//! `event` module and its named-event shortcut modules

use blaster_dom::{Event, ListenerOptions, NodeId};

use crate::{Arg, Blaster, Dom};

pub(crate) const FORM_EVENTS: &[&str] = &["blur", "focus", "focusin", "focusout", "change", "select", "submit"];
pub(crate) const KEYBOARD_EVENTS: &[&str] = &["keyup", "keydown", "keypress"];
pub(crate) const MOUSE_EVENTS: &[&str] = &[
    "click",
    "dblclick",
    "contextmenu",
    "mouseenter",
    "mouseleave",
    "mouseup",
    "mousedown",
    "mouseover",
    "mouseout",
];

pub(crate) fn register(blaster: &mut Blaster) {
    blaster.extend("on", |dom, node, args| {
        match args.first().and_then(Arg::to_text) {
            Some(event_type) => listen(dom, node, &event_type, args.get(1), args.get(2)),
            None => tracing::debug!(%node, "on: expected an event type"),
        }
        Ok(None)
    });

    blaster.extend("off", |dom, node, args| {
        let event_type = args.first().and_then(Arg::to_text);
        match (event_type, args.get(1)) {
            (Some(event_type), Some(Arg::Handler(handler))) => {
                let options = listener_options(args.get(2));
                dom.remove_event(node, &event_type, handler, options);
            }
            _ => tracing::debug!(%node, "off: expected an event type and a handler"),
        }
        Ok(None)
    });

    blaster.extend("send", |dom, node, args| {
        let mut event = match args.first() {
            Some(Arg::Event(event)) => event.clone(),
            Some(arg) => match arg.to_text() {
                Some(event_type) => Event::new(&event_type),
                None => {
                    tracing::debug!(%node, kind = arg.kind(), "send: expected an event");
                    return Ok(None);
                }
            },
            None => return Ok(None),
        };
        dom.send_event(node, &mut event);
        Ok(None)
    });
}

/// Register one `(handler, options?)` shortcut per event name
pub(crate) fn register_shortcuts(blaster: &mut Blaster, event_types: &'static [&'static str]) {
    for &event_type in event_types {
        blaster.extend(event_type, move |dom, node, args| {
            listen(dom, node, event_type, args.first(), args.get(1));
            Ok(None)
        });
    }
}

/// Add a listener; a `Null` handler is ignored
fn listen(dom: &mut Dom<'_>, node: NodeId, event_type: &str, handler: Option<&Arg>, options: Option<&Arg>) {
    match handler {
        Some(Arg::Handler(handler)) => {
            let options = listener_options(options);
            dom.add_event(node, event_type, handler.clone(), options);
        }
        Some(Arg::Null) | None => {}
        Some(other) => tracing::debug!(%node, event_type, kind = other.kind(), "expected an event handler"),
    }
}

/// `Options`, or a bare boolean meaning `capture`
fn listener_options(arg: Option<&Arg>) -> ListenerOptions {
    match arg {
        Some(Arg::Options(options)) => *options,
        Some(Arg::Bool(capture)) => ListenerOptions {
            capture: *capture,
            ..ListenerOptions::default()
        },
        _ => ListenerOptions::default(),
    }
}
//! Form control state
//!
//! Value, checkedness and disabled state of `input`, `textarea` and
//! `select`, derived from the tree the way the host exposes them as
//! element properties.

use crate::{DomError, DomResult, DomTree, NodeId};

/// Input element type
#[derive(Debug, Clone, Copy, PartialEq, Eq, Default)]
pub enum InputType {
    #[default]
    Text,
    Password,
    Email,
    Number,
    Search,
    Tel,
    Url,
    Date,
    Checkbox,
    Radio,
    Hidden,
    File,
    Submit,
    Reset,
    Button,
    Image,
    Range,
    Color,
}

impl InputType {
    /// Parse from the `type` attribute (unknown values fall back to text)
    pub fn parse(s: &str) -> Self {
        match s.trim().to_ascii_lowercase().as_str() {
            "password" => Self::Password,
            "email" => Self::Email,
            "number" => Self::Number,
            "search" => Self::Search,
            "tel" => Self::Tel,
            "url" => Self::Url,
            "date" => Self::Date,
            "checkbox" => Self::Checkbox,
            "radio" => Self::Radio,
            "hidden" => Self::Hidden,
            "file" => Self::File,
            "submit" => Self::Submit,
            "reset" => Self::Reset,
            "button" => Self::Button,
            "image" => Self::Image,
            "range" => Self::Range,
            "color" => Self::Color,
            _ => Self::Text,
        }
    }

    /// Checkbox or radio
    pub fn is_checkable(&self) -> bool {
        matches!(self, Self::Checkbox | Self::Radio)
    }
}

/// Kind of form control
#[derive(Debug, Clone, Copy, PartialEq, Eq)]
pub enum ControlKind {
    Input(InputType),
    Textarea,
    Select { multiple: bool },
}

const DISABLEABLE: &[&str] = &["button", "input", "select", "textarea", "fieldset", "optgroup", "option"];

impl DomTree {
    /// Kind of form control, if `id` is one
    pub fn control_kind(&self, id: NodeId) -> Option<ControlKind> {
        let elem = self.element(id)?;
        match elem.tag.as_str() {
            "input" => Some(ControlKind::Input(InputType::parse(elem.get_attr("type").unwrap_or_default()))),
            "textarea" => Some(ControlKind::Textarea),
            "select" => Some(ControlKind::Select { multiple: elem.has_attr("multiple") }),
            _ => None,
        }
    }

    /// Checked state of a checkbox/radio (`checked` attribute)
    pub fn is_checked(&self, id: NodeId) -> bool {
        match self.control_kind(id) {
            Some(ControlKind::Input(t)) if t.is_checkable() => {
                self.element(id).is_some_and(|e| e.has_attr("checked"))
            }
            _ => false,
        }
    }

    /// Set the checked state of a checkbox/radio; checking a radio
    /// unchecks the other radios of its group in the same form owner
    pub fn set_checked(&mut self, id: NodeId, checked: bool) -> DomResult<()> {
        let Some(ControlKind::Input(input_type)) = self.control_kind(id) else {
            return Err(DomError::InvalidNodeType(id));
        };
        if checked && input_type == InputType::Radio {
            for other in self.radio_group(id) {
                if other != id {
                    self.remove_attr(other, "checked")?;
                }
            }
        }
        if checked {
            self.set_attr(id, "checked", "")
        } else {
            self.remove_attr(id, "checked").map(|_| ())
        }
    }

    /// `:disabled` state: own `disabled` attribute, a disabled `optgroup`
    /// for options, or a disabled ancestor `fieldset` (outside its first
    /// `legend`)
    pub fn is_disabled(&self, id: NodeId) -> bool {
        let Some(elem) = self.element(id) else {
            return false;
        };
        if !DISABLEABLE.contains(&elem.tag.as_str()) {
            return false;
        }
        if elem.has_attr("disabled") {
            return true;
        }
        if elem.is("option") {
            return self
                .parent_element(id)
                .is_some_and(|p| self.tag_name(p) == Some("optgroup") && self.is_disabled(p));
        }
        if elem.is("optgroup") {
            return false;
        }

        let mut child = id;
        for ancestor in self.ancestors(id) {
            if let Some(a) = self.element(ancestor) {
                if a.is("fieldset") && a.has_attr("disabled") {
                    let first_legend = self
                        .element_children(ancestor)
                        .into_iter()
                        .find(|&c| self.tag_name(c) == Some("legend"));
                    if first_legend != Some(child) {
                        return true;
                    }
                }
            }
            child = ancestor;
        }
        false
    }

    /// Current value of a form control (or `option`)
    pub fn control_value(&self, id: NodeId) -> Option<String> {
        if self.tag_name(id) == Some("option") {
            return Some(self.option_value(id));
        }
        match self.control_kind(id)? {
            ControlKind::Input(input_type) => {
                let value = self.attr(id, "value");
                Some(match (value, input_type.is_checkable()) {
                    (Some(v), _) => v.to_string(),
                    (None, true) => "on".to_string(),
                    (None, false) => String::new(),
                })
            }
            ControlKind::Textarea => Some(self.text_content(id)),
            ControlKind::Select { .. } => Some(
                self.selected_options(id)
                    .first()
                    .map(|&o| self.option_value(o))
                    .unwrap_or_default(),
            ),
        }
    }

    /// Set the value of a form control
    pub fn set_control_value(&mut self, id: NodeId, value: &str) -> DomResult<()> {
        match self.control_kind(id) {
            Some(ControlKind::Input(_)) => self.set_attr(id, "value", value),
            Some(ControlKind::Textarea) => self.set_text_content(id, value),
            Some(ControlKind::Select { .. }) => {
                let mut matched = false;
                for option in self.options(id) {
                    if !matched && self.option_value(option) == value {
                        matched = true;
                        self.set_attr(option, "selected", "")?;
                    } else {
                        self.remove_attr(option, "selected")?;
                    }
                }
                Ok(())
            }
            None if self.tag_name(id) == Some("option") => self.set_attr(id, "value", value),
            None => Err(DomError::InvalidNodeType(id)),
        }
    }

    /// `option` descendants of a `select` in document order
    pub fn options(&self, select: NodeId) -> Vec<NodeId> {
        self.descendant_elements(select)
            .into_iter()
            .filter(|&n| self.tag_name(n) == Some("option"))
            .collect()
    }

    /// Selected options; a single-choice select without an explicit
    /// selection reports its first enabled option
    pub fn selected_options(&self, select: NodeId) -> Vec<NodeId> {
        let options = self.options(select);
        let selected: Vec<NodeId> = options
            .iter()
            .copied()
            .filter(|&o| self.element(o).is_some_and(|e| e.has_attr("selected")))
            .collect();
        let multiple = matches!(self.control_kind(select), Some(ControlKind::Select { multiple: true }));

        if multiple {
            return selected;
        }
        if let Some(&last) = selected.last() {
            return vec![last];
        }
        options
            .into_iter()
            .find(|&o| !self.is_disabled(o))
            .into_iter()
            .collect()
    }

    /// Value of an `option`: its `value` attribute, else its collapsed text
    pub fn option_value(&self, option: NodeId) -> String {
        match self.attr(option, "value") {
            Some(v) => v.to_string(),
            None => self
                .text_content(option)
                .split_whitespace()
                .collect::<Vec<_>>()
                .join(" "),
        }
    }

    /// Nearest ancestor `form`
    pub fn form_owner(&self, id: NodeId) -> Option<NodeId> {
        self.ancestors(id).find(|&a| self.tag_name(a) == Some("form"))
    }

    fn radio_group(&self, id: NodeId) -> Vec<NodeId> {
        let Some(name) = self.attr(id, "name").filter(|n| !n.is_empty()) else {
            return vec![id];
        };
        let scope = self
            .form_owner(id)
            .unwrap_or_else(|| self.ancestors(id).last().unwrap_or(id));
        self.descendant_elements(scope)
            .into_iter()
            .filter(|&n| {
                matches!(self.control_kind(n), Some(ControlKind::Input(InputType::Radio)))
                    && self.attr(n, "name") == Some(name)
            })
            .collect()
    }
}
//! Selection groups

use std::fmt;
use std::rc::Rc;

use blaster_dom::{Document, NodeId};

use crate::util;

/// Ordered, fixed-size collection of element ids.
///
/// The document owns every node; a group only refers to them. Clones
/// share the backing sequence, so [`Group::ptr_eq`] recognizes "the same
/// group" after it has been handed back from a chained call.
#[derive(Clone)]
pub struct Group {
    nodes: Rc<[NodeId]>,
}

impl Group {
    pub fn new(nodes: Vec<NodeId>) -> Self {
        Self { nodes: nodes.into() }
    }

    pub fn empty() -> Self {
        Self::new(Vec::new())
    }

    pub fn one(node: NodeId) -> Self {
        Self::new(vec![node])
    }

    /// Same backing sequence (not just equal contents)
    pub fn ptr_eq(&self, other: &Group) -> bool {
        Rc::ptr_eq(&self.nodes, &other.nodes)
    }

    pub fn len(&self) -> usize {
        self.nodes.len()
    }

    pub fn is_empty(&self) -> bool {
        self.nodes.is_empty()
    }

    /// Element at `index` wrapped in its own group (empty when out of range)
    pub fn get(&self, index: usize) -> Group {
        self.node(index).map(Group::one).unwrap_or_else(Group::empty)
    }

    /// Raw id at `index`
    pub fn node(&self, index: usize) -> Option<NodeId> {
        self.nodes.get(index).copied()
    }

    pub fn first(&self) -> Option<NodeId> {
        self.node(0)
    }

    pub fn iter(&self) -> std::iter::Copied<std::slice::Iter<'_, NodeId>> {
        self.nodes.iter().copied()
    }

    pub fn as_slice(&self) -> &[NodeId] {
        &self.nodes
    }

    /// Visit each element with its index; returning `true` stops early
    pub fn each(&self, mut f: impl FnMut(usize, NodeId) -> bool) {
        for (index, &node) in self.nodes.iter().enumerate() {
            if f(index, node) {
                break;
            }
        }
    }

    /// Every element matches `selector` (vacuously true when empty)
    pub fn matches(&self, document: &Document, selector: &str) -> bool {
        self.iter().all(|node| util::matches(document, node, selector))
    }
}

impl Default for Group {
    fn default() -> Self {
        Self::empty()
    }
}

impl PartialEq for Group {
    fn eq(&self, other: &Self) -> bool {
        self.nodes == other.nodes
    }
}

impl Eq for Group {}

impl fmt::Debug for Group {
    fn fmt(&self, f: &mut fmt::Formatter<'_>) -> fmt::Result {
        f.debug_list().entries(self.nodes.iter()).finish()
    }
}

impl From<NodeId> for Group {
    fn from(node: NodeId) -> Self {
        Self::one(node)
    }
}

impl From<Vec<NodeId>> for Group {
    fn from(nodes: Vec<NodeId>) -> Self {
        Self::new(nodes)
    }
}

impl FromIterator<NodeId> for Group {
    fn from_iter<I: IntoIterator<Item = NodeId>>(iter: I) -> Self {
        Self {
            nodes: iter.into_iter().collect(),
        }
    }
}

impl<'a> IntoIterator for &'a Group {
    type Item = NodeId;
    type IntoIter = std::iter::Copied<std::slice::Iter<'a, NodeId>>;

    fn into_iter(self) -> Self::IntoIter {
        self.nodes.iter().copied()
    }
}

■ ■ ■ ■ ■ ■ ■

**Problem statement**
Write out again exactly the lines that run from the one holding "Self::empty()" through the last line of the data; omit all other lines.

**Answer below**
        Self::empty()
    }
}

impl PartialEq for Group {
    fn eq(&self, other: &Self) -> bool {
        self.nodes == other.nodes
    }
}

impl Eq for Group {}

impl fmt::Debug for Group {
    fn fmt(&self, f: &mut fmt::Formatter<'_>) -> fmt::Result {
        f.debug_list().entries(self.nodes.iter()).finish()
    }
}

impl From<NodeId> for Group {
    fn from(node: NodeId) -> Self {
        Self::one(node)
    }
}

impl From<Vec<NodeId>> for Group {
    fn from(nodes: Vec<NodeId>) -> Self {
        Self::new(nodes)
    }
}

impl FromIterator<NodeId> for Group {
    fn from_iter<I: IntoIterator<Item = NodeId>>(iter: I) -> Self {
        Self {
            nodes: iter.into_iter().collect(),
        }
    }
}

impl<'a> IntoIterator for &'a Group {
    type Item = NodeId;
    type IntoIter = std::iter::Copied<std::slice::Iter<'a, NodeId>>;

    fn into_iter(self) -> Self::IntoIter {
        self.nodes.iter().copied()
    }
}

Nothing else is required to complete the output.